Interlude : Anno Domini 1333

Her name was Lucina, but she didn’t remember who had named her. She lived in the deepest woods east of Gród Narew, and lived mostly ignorant of the humans dwelling there. The people who lived on the fringes of these woods— especially those whose families had spent generations in its shadow— knew of her and her kind. Lucina’s ancestors haunted the tales that had been spoken of in hushed tones ever since the land had become Christian.

However, it had been a long time since Lucina had family. And a long time since her kind haunted these woods in any numbers. She was alone, and the tales of the old folks about wolves clothed in human skin had become less urgent, less of a deterrent for hungry men who needed to stock their family’s larder.

Lucina would watch these men as they made their pitiful attempts at hunting. Sometimes she would watch with the eyes of a wolf, sometimes with the eyes of a raven-haired maiden. She would watch them come into her wood and, more often than not, return empty-handed.

She watched not out of any malice, but out of curiosity and a deep loneliness. She was the last of her kind in these woods, and she thought perhaps the last of her kind anywhere.
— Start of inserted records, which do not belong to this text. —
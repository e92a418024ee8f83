//! End-to-end checks of produced COPY BINARY streams against an
//! independent re-parse of the wire format.

use bytes::Buf;
use chrono::NaiveDate;
use pg_copy::{
    COPY_SIGNATURE, Column, CopyValue, Error, HandlerRegistry, PgCopyWriter, PgType, RowWriter,
    Table, handlers::RawHandler,
};
use std::sync::Arc;

/// Minimal reference reader for the COPY BINARY format: verifies the
/// 19-byte header, collects each row's fields (None for the null
/// sentinel), and verifies the trailer ends the stream exactly.
fn reparse(stream: &[u8]) -> Vec<Vec<Option<Vec<u8>>>> {
    let mut buf = stream;

    let mut signature = [0u8; 11];
    buf.copy_to_slice(&mut signature);
    assert_eq!(COPY_SIGNATURE, signature);
    assert_eq!(0, buf.get_u32(), "flags");
    assert_eq!(0, buf.get_u32(), "header extension length");

    let mut rows = Vec::new();
    loop {
        let num_columns = buf.get_i16();
        if num_columns == -1 {
            break;
        }

        let mut fields = Vec::new();
        for _ in 0..num_columns {
            match buf.get_i32() {
                -1 => fields.push(None),
                len => {
                    let mut payload = vec![0; len as usize];
                    buf.copy_to_slice(&mut payload);
                    fields.push(Some(payload));
                }
            }
        }
        rows.push(fields);
    }

    assert!(buf.is_empty(), "bytes after trailer");
    rows
}

fn writer_for(types: &[PgType]) -> PgCopyWriter<Vec<u8>> {
    let registry = HandlerRegistry::default();
    let mut writer = PgCopyWriter::new(Vec::new(), &registry, types).unwrap();
    writer.open().unwrap();
    writer
}

#[test]
fn header_is_fixed_19_bytes() {
    let mut writer = writer_for(&[]);
    writer.close_blocking().unwrap();
    let (stream, _) = writer.into_parts();

    assert_eq!(21, stream.len()); // 19-byte header + 2-byte trailer
    assert_eq!(COPY_SIGNATURE, &stream[..11]);
    assert_eq!([0; 8], stream[11..19]);
}

#[test]
fn trailer_is_final_two_bytes() {
    let mut writer = writer_for(&[PgType::INT2]);
    writer.start_row().unwrap();
    writer.write(5i16).unwrap();
    writer.close_blocking().unwrap();
    let (stream, _) = writer.into_parts();

    assert_eq!([0xFF, 0xFF], stream[stream.len() - 2..]);
}

#[test]
fn bool_and_text_example_row() {
    let mut writer = writer_for(&[PgType::BOOL, PgType::TEXT]);
    writer.start_row().unwrap();
    writer.write(true).unwrap();
    writer.write("ab").unwrap();
    writer.close_blocking().unwrap();
    let (stream, _) = writer.into_parts();

    // column count 2, then (true, "ab"): length 1 + value 1, then
    // length 2 + UTF-8 bytes
    assert_eq!(
        [0, 2, 0, 0, 0, 1, 1, 0, 0, 0, 2, 0x61, 0x62],
        stream[19..stream.len() - 2]
    );
}

#[test]
fn null_is_sentinel_for_every_width() {
    let types = [
        PgType::BOOL,
        PgType::INT2,
        PgType::INT4,
        PgType::INT8,
        PgType::FLOAT8,
        PgType::TEXT,
    ];
    let mut writer = writer_for(&types);
    writer.start_row().unwrap();
    for _ in &types {
        writer.write(CopyValue::Null).unwrap();
    }
    writer.close_blocking().unwrap();
    let (stream, _) = writer.into_parts();

    let rows = reparse(&stream);
    assert_eq!(vec![vec![None; types.len()]], rows);

    // on the wire each field is exactly FF FF FF FF
    let body = &stream[21..stream.len() - 2];
    assert_eq!(vec![0xFF; 4 * types.len()], body);
}

#[test]
fn field_count_reparses_per_row() {
    let mut writer = writer_for(&[PgType::INT4, PgType::TEXT, PgType::BOOL]);
    for i in 0..10 {
        writer.start_row().unwrap();
        writer.write(i).unwrap();
        writer.write(format!("row{i}")).unwrap();
        writer.write(i % 2 == 0).unwrap();
    }
    writer.close_blocking().unwrap();
    let (stream, _) = writer.into_parts();

    let rows = reparse(&stream);
    assert_eq!(10, rows.len());
    for fields in &rows {
        assert_eq!(3, fields.len());
    }
}

#[test]
fn round_trip_boundary_values() {
    let types = [
        PgType::INT2,
        PgType::INT4,
        PgType::INT8,
        PgType::FLOAT4,
        PgType::FLOAT8,
        PgType::TEXT,
        PgType::DATE,
    ];
    let pg_epoch = NaiveDate::from_ymd_opt(2000, 1, 1).unwrap();

    let mut writer = writer_for(&types);
    writer.start_row().unwrap();
    writer.write(i16::MIN).unwrap();
    writer.write(0i32).unwrap();
    writer.write(i64::MAX).unwrap();
    writer.write(-0.0f32).unwrap();
    writer.write(0.0f64).unwrap();
    writer.write("").unwrap();
    writer.write(pg_epoch).unwrap();
    writer.close_blocking().unwrap();
    let (stream, _) = writer.into_parts();

    let rows = reparse(&stream);
    let fields = &rows[0];

    let mut f = fields[0].as_deref().unwrap();
    assert_eq!(i16::MIN, f.get_i16());
    let mut f = fields[1].as_deref().unwrap();
    assert_eq!(0, f.get_i32());
    let mut f = fields[2].as_deref().unwrap();
    assert_eq!(i64::MAX, f.get_i64());
    let mut f = fields[3].as_deref().unwrap();
    assert_eq!((-0.0f32).to_bits(), f.get_u32());
    let mut f = fields[4].as_deref().unwrap();
    assert_eq!(0.0f64.to_bits(), f.get_u64());
    assert_eq!(Some(&Vec::new()), fields[5].as_ref());
    let mut f = fields[6].as_deref().unwrap();
    let days = f.get_i32();
    assert_eq!(pg_epoch, pg_epoch + chrono::Duration::days(days as i64));
}

#[test]
fn round_trip_timestamp() {
    let ts = NaiveDate::from_ymd_opt(2024, 6, 1)
        .unwrap()
        .and_hms_micro_opt(12, 30, 45, 123_456)
        .unwrap();

    let mut writer = writer_for(&[PgType::TIMESTAMP]);
    writer.start_row().unwrap();
    writer.write(ts).unwrap();
    writer.close_blocking().unwrap();
    let (stream, _) = writer.into_parts();

    let rows = reparse(&stream);
    let mut f = rows[0][0].as_deref().unwrap();
    let micros = f.get_i64();

    let pg_epoch = NaiveDate::from_ymd_opt(2000, 1, 1)
        .unwrap()
        .and_hms_opt(0, 0, 0)
        .unwrap();
    assert_eq!(ts, pg_epoch + chrono::Duration::microseconds(micros));
}

#[test]
fn unsupported_type_writes_nothing() {
    let registry = HandlerRegistry::default();
    let inet = PgType::from(869);
    let Err(err) = PgCopyWriter::new(Vec::<u8>::new(), &registry, &[inet]) else {
        panic!("expected construction to fail");
    };
    assert!(matches!(err, Error::UnsupportedType(ty) if ty == inet));
}

#[test]
fn registered_custom_type_streams_through() {
    let inet = PgType::from(869);
    let mut registry = HandlerRegistry::default();
    registry.register(inet, Arc::new(RawHandler::new(inet)));

    let mut writer = PgCopyWriter::new(Vec::<u8>::new(), &registry, &[inet]).unwrap();
    writer.open().unwrap();
    writer.start_row().unwrap();
    let payload = bytes::Bytes::from_static(&[2, 32, 0, 4, 127, 0, 0, 1]);
    writer
        .write(CopyValue::Other(inet, payload.clone()))
        .unwrap();
    writer.close_blocking().unwrap();
    let (stream, _) = writer.into_parts();

    let rows = reparse(&stream);
    assert_eq!(Some(payload.to_vec()), rows[0][0]);
}

#[test]
fn row_writer_stream_reparses() {
    let table = Table::new(
        "events",
        vec![
            Column::new("id", PgType::INT8),
            Column::new("kind", PgType::VARCHAR),
            Column::new("payload", PgType::JSONB),
        ],
    );
    let registry = HandlerRegistry::default();
    let writer = RowWriter::open(&table, &registry, Vec::<u8>::new()).unwrap();

    writer
        .write_row(|row| {
            row.set("id", 1i64)?;
            row.set("kind", "created")?;
            row.set("payload", "{\"ok\":true}")
        })
        .unwrap();
    writer.write_row(|row| row.set("id", 2i64)).unwrap();
    let stream = writer.close().unwrap();

    let rows = reparse(&stream);
    assert_eq!(2, rows.len());
    assert_eq!(3, rows[0].len());
    // jsonb payload carries the version byte
    assert_eq!(1, rows[0][2].as_deref().unwrap()[0]);
    assert_eq!(None, rows[1][1]);
    assert_eq!(None, rows[1][2]);
}

#[tokio::test]
async fn async_writer_reparses() {
    let registry = HandlerRegistry::default();
    let mut writer =
        PgCopyWriter::new(Vec::<u8>::new(), &registry, &[PgType::INT4, PgType::BOOL]).unwrap();
    writer.open().unwrap();
    for i in 0..3 {
        writer.start_row().unwrap();
        writer.write(i).unwrap();
        writer.write(i != 0).unwrap();
        writer.flush().await.unwrap();
    }
    writer.close().await.unwrap();
    let (stream, rest) = writer.into_parts();
    assert!(rest.is_empty());

    let rows = reparse(&stream);
    assert_eq!(3, rows.len());
}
These men who came to find game, they all had a home to go to.

Home was as alien a concept to Lucina as having to trap her prey or shoot it with an arrow.

Each winter, her despair grew deeper. She would always be alone, and she envied these human women who sent their men out to parade in front of her. Why? What could these frail human women give that she could not? She was stronger then they were, faster, and a better hunter than these poor men. . .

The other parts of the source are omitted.